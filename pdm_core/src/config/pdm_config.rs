use std::collections::HashMap;
use std::path::{Path, PathBuf};

use chrono::NaiveDate;
use serde_json::Value;
use tracing::debug;

use super::config_check::ConfigWithCheck;
use crate::common::{
    pdm_error::{PdmError, PdmResult},
    time::parse_date,
};
use crate::math::rolling_band::{DEFAULT_WINDOW, DEFAULT_Z_SCORE};

pub const DEFAULT_DATA_PATH: &str = "data/pdm_sensor_dataset_multiactive.csv";
pub const DEFAULT_OUTPUT_DIR: &str = "charts";
pub const DEFAULT_FAILURE_THRESHOLD: f64 = 1.0;
pub const DEFAULT_SCHEDULE_START: &str = "2025-12-05";

/// Run configuration for the trend analysis, charts and schedules
#[derive(Debug, Clone, PartialEq)]
pub struct PdmConfig {
    pub data_path: PathBuf,
    pub output_dir: PathBuf,
    pub rolling_window: usize,
    pub z_score: f64,
    pub failure_threshold: f64,
    pub trend_asset: String,
    pub dashboard_assets: Vec<String>,
    pub schedule_start: NaiveDate,
    pub tick_interval_days: u32,
}

impl Default for PdmConfig {
    fn default() -> Self {
        Self {
            data_path: PathBuf::from(DEFAULT_DATA_PATH),
            output_dir: PathBuf::from(DEFAULT_OUTPUT_DIR),
            rolling_window: DEFAULT_WINDOW,
            z_score: DEFAULT_Z_SCORE,
            failure_threshold: DEFAULT_FAILURE_THRESHOLD,
            trend_asset: "Motor_A".to_string(),
            dashboard_assets: vec!["Motor_A".to_string(), "Motor_B".to_string()],
            schedule_start: parse_date(DEFAULT_SCHEDULE_START).unwrap_or_default(),
            tick_interval_days: 2,
        }
    }
}

impl PdmConfig {
    /// Build from a key/value map; absent keys take their defaults and
    /// unknown keys are an error.
    pub fn new(conf: Option<HashMap<String, Value>>) -> PdmResult<Self> {
        let mut conf = ConfigWithCheck::new(conf.unwrap_or_default());
        let d = Self::default();

        let schedule_start = match conf.get::<String>("schedule_start")? {
            Some(s) => parse_date(&s)?,
            None => d.schedule_start,
        };

        let config = Self {
            data_path: conf.get_or("data_path", d.data_path)?,
            output_dir: conf.get_or("output_dir", d.output_dir)?,
            rolling_window: conf.get_or("rolling_window", d.rolling_window)?,
            z_score: conf.get_or("z_score", d.z_score)?,
            failure_threshold: conf.get_or("failure_threshold", d.failure_threshold)?,
            trend_asset: conf.get_or("trend_asset", d.trend_asset)?,
            dashboard_assets: conf.get_or("dashboard_assets", d.dashboard_assets)?,
            schedule_start,
            tick_interval_days: conf.get_or("tick_interval_days", d.tick_interval_days)?,
        };

        conf.check()?;
        config.validate()?;
        Ok(config)
    }

    pub fn from_json_str(s: &str) -> PdmResult<Self> {
        let map: HashMap<String, Value> = serde_json::from_str(s)?;
        Self::new(Some(map))
    }

    pub fn from_path(path: impl AsRef<Path>) -> PdmResult<Self> {
        let path = path.as_ref();
        let text = std::fs::read_to_string(path)?;
        let config = Self::from_json_str(&text)?;
        debug!(path = %path.display(), ?config, "loaded config");
        Ok(config)
    }

    pub fn validate(&self) -> PdmResult<()> {
        if self.rolling_window == 0 {
            return Err(PdmError::invalid("rolling_window", "must be at least 1"));
        }
        if !self.z_score.is_finite() || self.z_score < 0.0 {
            return Err(PdmError::invalid(
                "z_score",
                format!("{} must be finite and non-negative", self.z_score),
            ));
        }
        if !self.failure_threshold.is_finite() {
            return Err(PdmError::invalid(
                "failure_threshold",
                format!("{} is not finite", self.failure_threshold),
            ));
        }
        if self.trend_asset.is_empty() {
            return Err(PdmError::invalid("trend_asset", "must not be empty"));
        }
        if self.dashboard_assets.is_empty() {
            return Err(PdmError::invalid("dashboard_assets", "must name at least one asset"));
        }
        if self.tick_interval_days == 0 {
            return Err(PdmError::invalid("tick_interval_days", "must be at least 1"));
        }
        Ok(())
    }
}
use serde::Serialize;
use tracing::{debug, info};

use crate::common::pdm_error::PdmResult;
use crate::config::PdmConfig;
use crate::dataset::series::Series;
use crate::math::{
    failure::{project_failure_day, FailureProjection},
    linear_fit::{fit_linear_trend, LinearFit},
    rolling_band::{rolling_band, RollingBand},
};

/// Everything derived from one asset's anomaly-score series
#[derive(Debug, Clone, Serialize)]
pub struct TrendReport {
    pub asset: String,
    pub series: Series,
    pub fit: LinearFit,
    /// Trend value at each day of `series`
    pub fitted: Vec<f64>,
    pub projection: FailureProjection,
    pub band: Vec<RollingBand>,
}

impl TrendReport {
    pub fn last_day(&self) -> Option<f64> {
        self.series.points().last().map(|p| p.day)
    }
}

/// Runs fit, projection and rolling band with explicit parameters
#[derive(Debug, Clone)]
pub struct TrendAnalyzer {
    pub rolling_window: usize,
    pub z_score: f64,
    pub failure_threshold: f64,
}

impl TrendAnalyzer {
    pub fn new(rolling_window: usize, z_score: f64, failure_threshold: f64) -> Self {
        Self {
            rolling_window,
            z_score,
            failure_threshold,
        }
    }

    pub fn from_config(conf: &PdmConfig) -> Self {
        Self::new(conf.rolling_window, conf.z_score, conf.failure_threshold)
    }

    pub fn analyze(&self, asset: &str, series: Series) -> PdmResult<TrendReport> {
        let fit = fit_linear_trend(&series)?;
        debug!(
            asset,
            slope = fit.slope,
            intercept = fit.intercept,
            r_squared = fit.r_squared,
            "fitted linear trend"
        );

        let fitted = fit.predict_all(&series.days());
        let projection = project_failure_day(&fit, self.failure_threshold)?;
        let band = rolling_band(&series, self.rolling_window, self.z_score)?;

        let report = TrendReport {
            asset: asset.to_string(),
            series,
            fit,
            fitted,
            projection,
            band,
        };
        info!(
            asset,
            points = report.series.len(),
            slope = report.fit.slope,
            threshold = report.projection.threshold_value,
            projected_day = report.projection.projected_day,
            "predicted failure ≈ day {:.1}",
            report.projection.projected_day
        );
        Ok(report)
    }
}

---

What you need to do
Go line by line through the listing and count every line that includes the word "NaiveDate". Only the total is needed.

Output of the task
2